The data -
// SPDX-FileCopyrightText: 2026 Sym Contributors
// SPDX-License-Identifier: MIT

//! Symlink-based dotfiles and configuration management.
//!
//! Sym tracks symbolic links between a version-controlled repository
//! directory and their canonical locations under the user's home directory.
//! A __registry__ document inside the repository records every managed link
//! as a destination-to-source mapping, reached through a __config pointer__:
//! a symlink at `~/.symconfig` aimed at the registry file. Paths under the
//! home directory are stored home-relative so the registry stays portable
//! across machines; explicitly absolute inputs are stored absolute.
//!
//! Sym manages link placement only. File contents, version control, and
//! cross-machine conflicts belong to the user and their git workflow.
//!
//! # Concurrency
//!
//! Sym is a single-user, interactively invoked tool. There is no locking
//! around the registry file: two concurrent invocations against the same
//! registry race, and the last writer wins.

pub mod config;
pub mod links;
pub mod path;
pub mod registry;

pub use config::Registry;
pub use links::{init, link, unlink, verify, LinkError, LinkOutcome, LinkStatus, VerifyReport};
pub use registry::{RegistryStore, POINTER_FILE_NAME, REGISTRY_FILE_NAME};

Exercise aim - Give back the whole of the data above, exactly as written.

Finished task -
// SPDX-FileCopyrightText: 2026 Sym Contributors
// SPDX-License-Identifier: MIT

//! Symlink-based dotfiles and configuration management.
//!
//! Sym tracks symbolic links between a version-controlled repository
//! directory and their canonical locations under the user's home directory.
//! A __registry__ document inside the repository records every managed link
//! as a destination-to-source mapping, reached through a __config pointer__:
//! a symlink at `~/.symconfig` aimed at the registry file. Paths under the
//! home directory are stored home-relative so the registry stays portable
//! across machines; explicitly absolute inputs are stored absolute.
//!
//! Sym manages link placement only. File contents, version control, and
//! cross-machine conflicts belong to the user and their git workflow.
//!
//! # Concurrency
//!
//! Sym is a single-user, interactively invoked tool. There is no locking
//! around the registry file: two concurrent invocations against the same
//! registry race, and the last writer wins.

pub mod config;
pub mod links;
pub mod path;
pub mod registry;

pub use config::Registry;
pub use links::{init, link, unlink, verify, LinkError, LinkOutcome, LinkStatus, VerifyReport};
pub use registry::{RegistryStore, POINTER_FILE_NAME, REGISTRY_FILE_NAME};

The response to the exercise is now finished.